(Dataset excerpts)
#[cfg(test)]
mod tests {
    use super::*;
    use crate::content::TerminalStatus;
    use crate::models::{
        Competition, EventId, Goal, LiveDetail, Score, StatLine, Team, TeamStatistics, Venue,
    };
    use chrono::Duration;
    use crate::scheduler::status::StatusCategory;
    use crate::utils::error::ProviderError;
    use chrono::{TimeZone, Utc};

    struct StaticProvider {
        live: LiveDetail,
        result: Option<FinalResult>,
        /// `None` fails every form request
        form: Option<Vec<RecentResult>>,
    }

    #[async_trait]
    impl DataProvider for StaticProvider {
        async fn fetch_event(&self) -> Result<Option<Event>, ProviderError> {
            Ok(None)
        }
        async fn fetch_live_detail(
            &self,
            _: EventId,
        ) -> Result<LiveDetail, ProviderError> {
            Ok(self.live.clone())
        }
        async fn fetch_final_data(&self, _: EventId) -> Result<FinalResult, ProviderError> {
            self.result
                .clone()
                .ok_or_else(|| ProviderError::NotYetAvailable("final".into()))
        }
        async fn fetch_status(&self, _: EventId) -> Result<String, ProviderError> {
            Ok("FT".into())
        }
        async fn fetch_recent_form(
            &self,
            team_id: u64,
            _: &Competition,
            count: u8,
        ) -> Result<Vec<RecentResult>, ProviderError> {
            let form = self.form.clone().ok_or(ProviderError::Upstream(503))?;
            // only the home side has history
            Ok(if team_id == 119 {
                form.into_iter().take(count as usize).collect()
            } else {
                Vec::new()
            })
        }
    }

    fn event() -> Event {
        Event {
            id: EventId(1208021),
            start: Utc.with_ymd_and_hms(2025, 5, 4, 19, 0, 0).unwrap(),
            home: Team {
                id: 119,
                name: "Internacional".into(),
            },
            away: Team {
                id: 121,
                name: "Palmeiras".into(),
            },
            venue: Venue {
                name: Some("Estádio Beira-Rio".into()),
                city: Some("Porto Alegre".into()),
            },
            competition: Competition {
                id: Some(71),
                name: "Serie A".into(),
                round: Some("Regular Season - 7".into()),
                season: Some(2025),
            },
            status_code: Some("NS".into()),
        }
    }

    fn final_result(status: &str) -> FinalResult {
        let home = Team {
            id: 119,
            name: "Internacional".into(),
        };
        let away = Team {
            id: 121,
            name: "Palmeiras".into(),
        };
        FinalResult {
            event: event(),
            status_code: status.into(),
            score: Score {
                home: Some(2),
                away: Some(2),
            },
            penalties: Some(Score {
                home: Some(4),
                away: Some(3),
            }),
            goals: vec![Goal {
                team: "Internacional".into(),
                player: "Borré".into(),
                minute: Some(12),
                detail: None,
            }],
            statistics: vec![
                TeamStatistics {
                    team: home,
                    lines: vec![StatLine {
                        kind: "Ball Possession".into(),
                        value: "55%".into(),
                    }],
                },
                TeamStatistics {
                    team: away,
                    lines: vec![StatLine {
                        kind: "Ball Possession".into(),
                        value: "45%".into(),
                    }],
                },
            ],
        }
    }

    fn assembler(live: LiveDetail, result: Option<FinalResult>) -> MatchThreadAssembler {
        MatchThreadAssembler::new(Arc::new(StaticProvider {
            live,
            result,
            form: Some(Vec::new()),
        }))
        .unwrap()
    }

    fn recent_form() -> Vec<RecentResult> {
        let played_at = Utc.with_ymd_and_hms(2025, 4, 27, 21, 30, 0).unwrap();
        [("Grêmio", 2, 0), ("Juventude", 1, 1), ("Flamengo", 0, 3)]
            .into_iter()
            .enumerate()
            .map(|(i, (opponent, ours, theirs))| RecentResult {
                played_at: played_at - Duration::days(7 * i as i64),
                opponent: opponent.into(),
                goals_for: Some(ours),
                goals_against: Some(theirs),
            })
            .collect()
    }

    fn form_assembler(form: Option<Vec<RecentResult>>) -> MatchThreadAssembler {
        MatchThreadAssembler::new(Arc::new(StaticProvider {
            live: LiveDetail::default(),
            result: None,
            form,
        }))
        .unwrap()
    }

    #[test]
    fn test_format_round() {
        assert_eq!(format_round(Some("Regular Season - 12")), "Round 12");
        assert_eq!(format_round(Some("Group Stage - B")), "Group B");
        assert_eq!(format_round(Some("Quarter-finals")), "Quarter-finals");
        assert_eq!(format_round(None), "");
    }

    #[tokio::test]
    async fn test_pre_event_content() {
        let assembler = assembler(LiveDetail::default(), None);
        let content = assembler
            .assemble(&ContentRequest::new(event(), Stage::PreEvent))
            .await
            .unwrap();

        assert_eq!(
            content.title,
            "[PRE-MATCH] | SERIE A | INTERNACIONAL X PALMEIRAS | Round 7"
        );
        assert!(content.body.contains("**Internacional** vs **Palmeiras**"));
        assert!(content.body.contains("Estádio Beira-Rio, Porto Alegre"));
        assert!(content.is_complete());
    }

    #[tokio::test]
    async fn test_pre_event_recent_form() {
        let content = form_assembler(Some(recent_form()))
            .with_form_matches(2)
            .assemble(&ContentRequest::new(event(), Stage::PreEvent))
            .await
            .unwrap();

        assert!(content.body.contains("### Recent form"));
        assert!(content.body.contains("✅ Win against Grêmio (2x0)"));
        assert!(content.body.contains("➖ Draw against Juventude (1x1)"));
        assert!(!content.body.contains("Flamengo"));
        assert_eq!(content.body.matches("**Internacional**").count(), 2);
        assert_eq!(content.body.matches("**Palmeiras**").count(), 1);
    }

    #[tokio::test]
    async fn test_recent_form_failure_drops_section() {
        let content = form_assembler(None)
            .assemble(&ContentRequest::new(event(), Stage::PreEvent))
            .await
            .unwrap();

        assert!(content.is_complete());
        assert!(!content.body.contains("Recent form"));

        let content = form_assembler(Some(recent_form()))
            .with_form_matches(0)
            .assemble(&ContentRequest::new(event(), Stage::LiveEvent))
            .await
            .unwrap();
        assert!(!content.body.contains("Recent form"));
    }

    #[tokio::test]
    async fn test_opponent_nickname_in_titles() {
        let assembler = assembler(LiveDetail::default(), Some(final_result("FT"))).with_nicknames(
            crate::content::nickname::NicknameBook::new()
                .with_team("palmeiras", ["Porco"])
                .with_team("Internacional", ["Colorado"]),
            119,
        );

        let live = assembler
            .assemble(&ContentRequest::new(event(), Stage::LiveEvent))
            .await
            .unwrap();
        assert_eq!(
            live.title,
            "[MATCH THREAD] | SERIE A | INTERNACIONAL X PORCO | Round 7"
        );

        let post = ContentRequest::new(event(), Stage::PostEvent)
            .with_terminal(TerminalStatus::new(StatusCategory::FinishedNormal, "FT"));
        let content = assembler.assemble(&post).await.unwrap();
        assert!(content.title.contains("INTERNACIONAL 2 X 2 PALMEIRAS"));
    }

    #[tokio::test]
    async fn test_live_content_partial_without_lineups() {
        let assembler = assembler(LiveDetail::default(), None);
        let content = assembler
            .assemble(&ContentRequest::new(event(), Stage::LiveEvent))
            .await
            .unwrap();

        assert_eq!(content.completeness, Completeness::Partial);
        assert!(content.body.contains("Lineups not available yet"));
    }

    #[tokio::test]
    async fn test_live_content_with_lineups() {
        let live = LiveDetail {
            lineups: vec![Lineup {
                team: Team {
                    id: 119,
                    name: "Internacional".into(),
                },
                coach: Some("Roger Machado".into()),
                formation: Some("4-2-3-1".into()),
                starting: vec![Player {
                    name: "Rochet".into(),
                    number: Some(1),
                    position: Some("G".into()),
                }],
                substitutes: vec![],
            }],
        };
        let content = assembler(live, None)
            .assemble(&ContentRequest::new(event(), Stage::LiveEvent))
            .await
            .unwrap();

        assert!(content.is_complete());
        assert!(content.body.contains("**Internacional** (4-2-3-1)"));
        assert!(content.body.contains("Rochet (1)"));
    }

    #[tokio::test]
    async fn test_post_event_penalties() {
        let request = ContentRequest::new(event(), Stage::PostEvent)
            .with_terminal(TerminalStatus::new(StatusCategory::FinishedNormal, "PEN"));
        let content = assembler(LiveDetail::default(), Some(final_result("PEN")))
            .assemble(&request)
            .await
            .unwrap();

        assert_eq!(
            content.title,
            "[POST-MATCH] | SERIE A | INTERNACIONAL 2 X 2 PALMEIRAS | Round 7"
        );
        assert!(content.body.contains("(penalties: 4 x 3)"));
        assert!(content.body.contains("Borré (12')"));
        assert!(content.body.contains("| Ball Possession | 55% | 45% |"));
        assert!(content.is_complete());
    }

    #[tokio::test]
    async fn test_post_event_irregular_without_data() {
        let request = ContentRequest::new(event(), Stage::PostEvent)
            .with_terminal(TerminalStatus::new(StatusCategory::FinishedIrregular, "ABD"));
        let content = assembler(LiveDetail::default(), None)
            .assemble(&request)
            .await
            .unwrap();

        assert!(content.title.contains("(ABANDONED)"));
        assert!(content.body.contains("did not finish normally: abandoned (ABD)"));
        assert_eq!(content.completeness, Completeness::Partial);
    }

    #[tokio::test]
    async fn test_post_event_requires_terminal() {
        let err = assembler(LiveDetail::default(), None)
            .assemble(&ContentRequest::new(event(), Stage::PostEvent))
            .await
            .unwrap_err();
        assert!(matches!(err, AssemblyError::Invalid(_)));
        assert!(!err.is_recoverable());
    }

    #[test]
    fn test_fallback_is_degraded() {
        let request = ContentRequest::new(event(), Stage::PostEvent)
            .with_terminal(TerminalStatus::new(StatusCategory::FinishedIrregular, "CANC"));
        let content = assembler(LiveDetail::default(), None).fallback(&request);

        assert_eq!(content.completeness, Completeness::Degraded);
        assert!(content.title.contains("(CANCELLED)"));
        assert!(content.body.contains("did not finish normally: cancelled"));
    }
}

## Task details:
In the records above, find the line containing "every form request" and restate word for word every line from the first through that one.

## Exercise result:
#[cfg(test)]
mod tests {
    use super::*;
    use crate::content::TerminalStatus;
    use crate::models::{
        Competition, EventId, Goal, LiveDetail, Score, StatLine, Team, TeamStatistics, Venue,
    };
    use chrono::Duration;
    use crate::scheduler::status::StatusCategory;
    use crate::utils::error::ProviderError;
    use chrono::{TimeZone, Utc};

    struct StaticProvider {
        live: LiveDetail,
        result: Option<FinalResult>,
        /// `None` fails every form request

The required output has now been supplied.